Defunct Occupations: Mudlarks, Toshers and Grubbers

Anyone who has seen Mary Poppins could be forgiven for thinking that life in a Victorian English household was carefree and happy, especially for children. For many children in Victorian England, this was far from the truth. Extreme poverty sometimes forced young children into grim occupations as a means of assisting their family’s finances.

One such occupation was that of mudlarks, people who scavenged the mud of the River Thames at low tide for anything of value. Mudlarks were usually children between the ages of 8 and 14, although elderly people also participated. Items found which might be sold included bits of coal and rope, discarded copper nails, bones (ground up and used for fertiliser) and tools which had been lost.

The River Thames in Victorian England was befouled by waste and human excrement, with untreated raw sewage being discharged into it. Corpses of humans and animals, commonly cats and dogs, often lay stinking on the river shores.

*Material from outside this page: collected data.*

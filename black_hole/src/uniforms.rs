//! GPU-layout uniforms for the ray-marching shader
//!
//! `FrameUniforms` is the frame snapshot packed with `#[repr(C)]` and 16-byte
//! aligned members so a renderer can upload it with `bytemuck::bytes_of`.

use common::CameraUniform;

use crate::scene::{FrameSnapshot, Scene};

/// Uniform data for black hole
#[repr(C)]
#[derive(Copy, Clone, Debug, bytemuck::Pod, bytemuck::Zeroable)]
pub struct BlackHoleUniform {
    pub position: [f32; 4],
    pub mass: f32,
    pub spin: f32,
    pub schwarzschild_radius: f32,
    pub _padding: f32,
}

/// Uniform data for the accretion disk
#[repr(C)]
#[derive(Copy, Clone, Debug, bytemuck::Pod, bytemuck::Zeroable)]
pub struct DiskUniform {
    pub inner_radius: f32,
    pub outer_radius: f32,
    pub thickness: f32,
    pub inclination: f32,
}

/// Display flags (0 or 1) and render settings
#[repr(C)]
#[derive(Copy, Clone, Debug, bytemuck::Pod, bytemuck::Zeroable)]
pub struct RenderUniform {
    pub show_accretion_disk: u32,
    pub show_event_horizon: u32,
    pub show_photon_sphere: u32,
    pub max_steps: u32,
    pub exposure: f32,
    pub bloom: u32,
    pub _padding: [f32; 2],
}

#[repr(C)]
#[derive(Copy, Clone, Debug, bytemuck::Pod, bytemuck::Zeroable)]
pub struct FrameUniforms {
    pub camera: CameraUniform,
    pub black_hole: BlackHoleUniform,
    pub disk: DiskUniform,
    pub render: RenderUniform,
}

// Uniform buffers need 16-byte multiples
const _: () = assert!(std::mem::size_of::<FrameUniforms>() % 16 == 0);
const _: () = assert!(std::mem::size_of::<FrameUniforms>() == 208);

impl BlackHoleUniform {
    pub fn from_snapshot(snapshot: &FrameSnapshot) -> Self {
        Self {
            position: snapshot.black_hole_position.extend(1.0).to_array(),
            mass: snapshot.black_hole_mass,
            spin: snapshot.black_hole_spin,
            schwarzschild_radius: snapshot.schwarzschild_radius,
            _padding: 0.0,
        }
    }
}

impl DiskUniform {
    pub fn from_snapshot(snapshot: &FrameSnapshot) -> Self {
        Self {
            inner_radius: snapshot.disk_inner_radius,
            outer_radius: snapshot.disk_outer_radius,
            thickness: snapshot.disk_thickness,
            inclination: snapshot.disk_inclination,
        }
    }
}

impl RenderUniform {
    pub fn from_snapshot(snapshot: &FrameSnapshot) -> Self {
        Self {
            show_accretion_disk: snapshot.show_accretion_disk as u32,
            show_event_horizon: snapshot.show_event_horizon as u32,
            show_photon_sphere: snapshot.show_photon_sphere as u32,
            max_steps: snapshot.max_steps,
            exposure: snapshot.exposure,
            bloom: snapshot.bloom as u32,
            _padding: [0.0; 2],
        }
    }
}

impl FrameUniforms {
    pub fn from_snapshot(snapshot: &FrameSnapshot) -> Self {
        Self {
            camera: CameraUniform {
                view_proj: snapshot.view_proj.to_cols_array_2d(),
                position: snapshot.camera_position.extend(1.0).to_array(),
                target: snapshot.camera_target.extend(1.0).to_array(),
                up: snapshot.camera_up.extend(0.0).to_array(),
                fov: snapshot.fov,
                aspect_ratio: snapshot.aspect_ratio,
                near: common::constants::NEAR_PLANE,
                far: common::constants::FAR_PLANE,
            },
            black_hole: BlackHoleUniform::from_snapshot(snapshot),
            disk: DiskUniform::from_snapshot(snapshot),
            render: RenderUniform::from_snapshot(snapshot),
        }
    }

    /// Camera planes come from the live camera rather than the defaults
    pub fn from_scene(scene: &Scene) -> Self {
        let mut uniforms = Self::from_snapshot(&scene.snapshot());
        uniforms.camera = CameraUniform::from_camera(&scene.camera);
        uniforms
    }

    pub fn as_bytes(&self) -> &[u8] {
        bytemuck::bytes_of(self)
    }
}
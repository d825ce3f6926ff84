//! Keyboard and mouse state for one frame
//!
//! `InputState` is owned by the application loop and passed by reference to
//! whatever consumes it. It tracks which keys/buttons are held, which changed
//! this frame, and the cursor and wheel movement accumulated since the last
//! `end_frame`.

use std::collections::HashSet;

use glam::Vec2;
use winit::event::{ElementState, KeyEvent, MouseButton, MouseScrollDelta, WindowEvent};
use winit::keyboard::{KeyCode, PhysicalKey};

/// Pixels per wheel "line" when a touchpad reports pixel deltas
const PIXELS_PER_LINE: f32 = 100.0;

#[derive(Debug, Default, Clone)]
pub struct InputState {
    keys_down: HashSet<KeyCode>,
    keys_pressed: HashSet<KeyCode>,
    keys_released: HashSet<KeyCode>,
    buttons_down: HashSet<MouseButton>,
    buttons_pressed: HashSet<MouseButton>,
    buttons_released: HashSet<MouseButton>,
    cursor: Option<Vec2>,
    mouse_delta: Vec2,
    scroll_delta: Vec2,
}

impl InputState {
    pub fn new() -> Self {
        Self::default()
    }

    /// Feed a window event; returns true if it was an input event we track
    pub fn handle_window_event(&mut self, event: &WindowEvent) -> bool {
        match event {
            WindowEvent::KeyboardInput {
                event:
                    KeyEvent {
                        physical_key: PhysicalKey::Code(key),
                        state,
                        ..
                    },
                ..
            } => {
                self.process_keyboard(*key, *state);
                true
            }
            WindowEvent::MouseInput { state, button, .. } => {
                self.process_mouse_button(*button, *state);
                true
            }
            WindowEvent::CursorMoved { position, .. } => {
                self.process_cursor_move(position.x, position.y);
                true
            }
            WindowEvent::MouseWheel { delta, .. } => {
                self.process_scroll(*delta);
                true
            }
            _ => false,
        }
    }

    pub fn process_keyboard(&mut self, key: KeyCode, state: ElementState) {
        match state {
            ElementState::Pressed => {
                // Auto-repeat arrives as more presses; only the first one is an edge
                if self.keys_down.insert(key) {
                    self.keys_pressed.insert(key);
                }
            }
            ElementState::Released => {
                if self.keys_down.remove(&key) {
                    self.keys_released.insert(key);
                }
            }
        }
    }

    pub fn process_mouse_button(&mut self, button: MouseButton, state: ElementState) {
        match state {
            ElementState::Pressed => {
                if self.buttons_down.insert(button) {
                    self.buttons_pressed.insert(button);
                }
            }
            ElementState::Released => {
                if self.buttons_down.remove(&button) {
                    self.buttons_released.insert(button);
                }
            }
        }
    }

    pub fn process_cursor_move(&mut self, x: f64, y: f64) {
        let position = Vec2::new(x as f32, y as f32);
        // The first sample only establishes a reference point
        if let Some(last) = self.cursor {
            self.mouse_delta += position - last;
        }
        self.cursor = Some(position);
    }

    pub fn process_scroll(&mut self, delta: MouseScrollDelta) {
        self.scroll_delta += match delta {
            MouseScrollDelta::LineDelta(x, y) => Vec2::new(x, y),
            MouseScrollDelta::PixelDelta(pos) => {
                Vec2::new(pos.x as f32, pos.y as f32) / PIXELS_PER_LINE
            }
        };
    }

    /// Clear per-frame edges and deltas. Call once after the frame consumed them.
    pub fn end_frame(&mut self) {
        self.keys_pressed.clear();
        self.keys_released.clear();
        self.buttons_pressed.clear();
        self.buttons_released.clear();
        self.mouse_delta = Vec2::ZERO;
        self.scroll_delta = Vec2::ZERO;
    }

    pub fn is_key_down(&self, key: KeyCode) -> bool {
        self.keys_down.contains(&key)
    }

    pub fn is_key_pressed(&self, key: KeyCode) -> bool {
        self.keys_pressed.contains(&key)
    }

    pub fn is_key_released(&self, key: KeyCode) -> bool {
        self.keys_released.contains(&key)
    }

    pub fn is_mouse_button_down(&self, button: MouseButton) -> bool {
        self.buttons_down.contains(&button)
    }

    pub fn is_mouse_button_pressed(&self, button: MouseButton) -> bool {
        self.buttons_pressed.contains(&button)
    }

    pub fn is_mouse_button_released(&self, button: MouseButton) -> bool {
        self.buttons_released.contains(&button)
    }

    pub fn mouse_position(&self) -> Option<Vec2> {
        self.cursor
    }

    pub fn mouse_delta(&self) -> Vec2 {
        self.mouse_delta
    }

    pub fn scroll_delta(&self) -> Vec2 {
        self.scroll_delta
    }
}

#[cfg(test)]
mod tests {
    use super::*;
    use winit::dpi::PhysicalPosition;

    #[test]
    fn test_key_edges() {
        let mut input = InputState::new();
        input.process_keyboard(KeyCode::KeyH, ElementState::Pressed);
        assert!(input.is_key_down(KeyCode::KeyH));
        assert!(input.is_key_pressed(KeyCode::KeyH));

        input.end_frame();
        // Auto-repeat
        input.process_keyboard(KeyCode::KeyH, ElementState::Pressed);
        assert!(input.is_key_down(KeyCode::KeyH));
        assert!(!input.is_key_pressed(KeyCode::KeyH));

        input.process_keyboard(KeyCode::KeyH, ElementState::Released);
        assert!(!input.is_key_down(KeyCode::KeyH));
        assert!(input.is_key_released(KeyCode::KeyH));
    }

    #[test]
    fn test_mouse_buttons() {
        let mut input = InputState::new();
        input.process_mouse_button(MouseButton::Middle, ElementState::Pressed);
        assert!(input.is_mouse_button_pressed(MouseButton::Middle));
        input.end_frame();
        assert!(input.is_mouse_button_down(MouseButton::Middle));
        assert!(!input.is_mouse_button_pressed(MouseButton::Middle));
        input.process_mouse_button(MouseButton::Middle, ElementState::Released);
        assert!(input.is_mouse_button_released(MouseButton::Middle));
    }

    #[test]
    fn test_first_cursor_sample_has_no_delta() {
        let mut input = InputState::new();
        input.process_cursor_move(400.0, 300.0);
        assert_eq!(input.mouse_delta(), Vec2::ZERO);

        input.process_cursor_move(410.0, 295.0);
        input.process_cursor_move(420.0, 290.0);
        assert_eq!(input.mouse_delta(), Vec2::new(20.0, -10.0));

        input.end_frame();
        assert_eq!(input.mouse_delta(), Vec2::ZERO);
        assert_eq!(input.mouse_position(), Some(Vec2::new(420.0, 290.0)));
    }

    #[test]
    fn test_scroll_units() {
        let mut input = InputState::new();
        input.process_scroll(MouseScrollDelta::LineDelta(0.0, 2.0));
        input.process_scroll(MouseScrollDelta::PixelDelta(PhysicalPosition::new(0.0, 50.0)));
        assert!((input.scroll_delta().y - 2.5).abs() < 1e-6);
        input.end_frame();
        assert_eq!(input.scroll_delta(), Vec2::ZERO);
    }
}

People who scavenge the river mud today are still known as mudlarks, although these days they are adults with metal detectors seeking historical artefacts and valuables.

Toshers were people who scavenged in the London sewer system. It was not uncommon for whole families of toshers to remove a lid and enter the sewer system to commence the day’s scavenging.

Toshers and mudlarks were unpopular with everyone, including the desperate poor, by reason of the smell they carried with them from their activities. The jobs were considered amongst the lowest of the low.

Grubbers were people who scavenged in drains in Victorian England.

Toshers and grubbers were also commonly children.

According to Henry Mayhew, in his 1851 book London Labour and the London Poor:
“They may be seen of all ages, from mere childhood to positive decrepitude, crawling among the barges at the various wharfs along the river; it cannot be said that they are clad in rags, for they are scarcely half covered by the tattered indescribable things that serve them for clothing; their bodies are grimed with the foul soil of the river, and their torn garments stiffened up like boards with dirt of every possible description”.